◆ Task brief ◆
Your answer should be only the lines below from the one with "of the file at" to the one with "fn file_exists(&self, id: &str)", repeated exactly, ends included.

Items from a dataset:
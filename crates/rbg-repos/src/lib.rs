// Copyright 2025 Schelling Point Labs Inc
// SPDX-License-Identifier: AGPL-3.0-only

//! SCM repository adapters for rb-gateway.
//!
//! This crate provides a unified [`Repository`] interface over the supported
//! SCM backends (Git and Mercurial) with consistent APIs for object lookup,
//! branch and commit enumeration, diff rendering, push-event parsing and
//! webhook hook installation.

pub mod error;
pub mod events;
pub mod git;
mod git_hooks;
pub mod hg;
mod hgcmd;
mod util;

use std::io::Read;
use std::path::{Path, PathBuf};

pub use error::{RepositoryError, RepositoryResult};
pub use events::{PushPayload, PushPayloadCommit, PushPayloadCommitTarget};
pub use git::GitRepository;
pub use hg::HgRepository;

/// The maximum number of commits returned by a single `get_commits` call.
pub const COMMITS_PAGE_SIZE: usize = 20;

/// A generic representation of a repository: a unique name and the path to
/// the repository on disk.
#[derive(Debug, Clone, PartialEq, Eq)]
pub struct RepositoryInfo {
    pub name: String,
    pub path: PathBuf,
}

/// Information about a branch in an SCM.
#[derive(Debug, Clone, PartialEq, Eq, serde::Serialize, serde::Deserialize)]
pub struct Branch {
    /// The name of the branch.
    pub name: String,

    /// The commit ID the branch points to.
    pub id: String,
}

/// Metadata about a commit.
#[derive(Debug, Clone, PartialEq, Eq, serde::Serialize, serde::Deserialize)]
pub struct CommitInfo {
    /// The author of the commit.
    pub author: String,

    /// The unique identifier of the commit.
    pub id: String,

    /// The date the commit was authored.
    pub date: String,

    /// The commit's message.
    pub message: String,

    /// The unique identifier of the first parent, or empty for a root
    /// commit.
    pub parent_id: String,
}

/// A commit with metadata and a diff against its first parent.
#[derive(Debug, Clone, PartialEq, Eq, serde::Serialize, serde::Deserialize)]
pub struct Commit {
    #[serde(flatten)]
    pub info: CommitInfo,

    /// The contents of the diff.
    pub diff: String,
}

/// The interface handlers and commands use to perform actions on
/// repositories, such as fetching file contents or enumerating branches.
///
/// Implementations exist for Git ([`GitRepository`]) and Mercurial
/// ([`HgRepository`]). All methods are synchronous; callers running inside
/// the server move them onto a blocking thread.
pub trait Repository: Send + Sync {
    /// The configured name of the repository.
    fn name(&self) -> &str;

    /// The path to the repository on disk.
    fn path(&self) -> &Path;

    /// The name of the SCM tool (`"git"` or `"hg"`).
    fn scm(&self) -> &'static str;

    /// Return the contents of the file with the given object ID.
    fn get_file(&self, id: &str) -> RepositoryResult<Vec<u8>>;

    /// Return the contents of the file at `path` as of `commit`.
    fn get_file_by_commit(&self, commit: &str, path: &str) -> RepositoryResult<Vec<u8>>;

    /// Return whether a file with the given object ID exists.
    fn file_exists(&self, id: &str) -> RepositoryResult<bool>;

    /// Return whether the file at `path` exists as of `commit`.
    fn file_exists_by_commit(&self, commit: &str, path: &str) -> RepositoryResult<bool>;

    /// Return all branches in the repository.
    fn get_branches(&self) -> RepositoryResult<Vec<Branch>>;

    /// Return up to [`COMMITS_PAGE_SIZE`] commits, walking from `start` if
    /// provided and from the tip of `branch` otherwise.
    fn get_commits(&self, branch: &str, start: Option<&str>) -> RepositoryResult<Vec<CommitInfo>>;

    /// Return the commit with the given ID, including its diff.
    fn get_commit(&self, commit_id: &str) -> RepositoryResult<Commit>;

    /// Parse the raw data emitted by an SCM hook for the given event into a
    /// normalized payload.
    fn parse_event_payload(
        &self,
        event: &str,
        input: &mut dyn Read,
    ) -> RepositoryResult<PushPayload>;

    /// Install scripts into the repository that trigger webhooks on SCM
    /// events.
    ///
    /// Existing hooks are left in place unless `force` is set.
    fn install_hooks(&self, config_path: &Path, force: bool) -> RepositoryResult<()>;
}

◆ Finished task ◆
    /// Return the contents of the file at `path` as of `commit`.
    fn get_file_by_commit(&self, commit: &str, path: &str) -> RepositoryResult<Vec<u8>>;

    /// Return whether a file with the given object ID exists.
    fn file_exists(&self, id: &str) -> RepositoryResult<bool>;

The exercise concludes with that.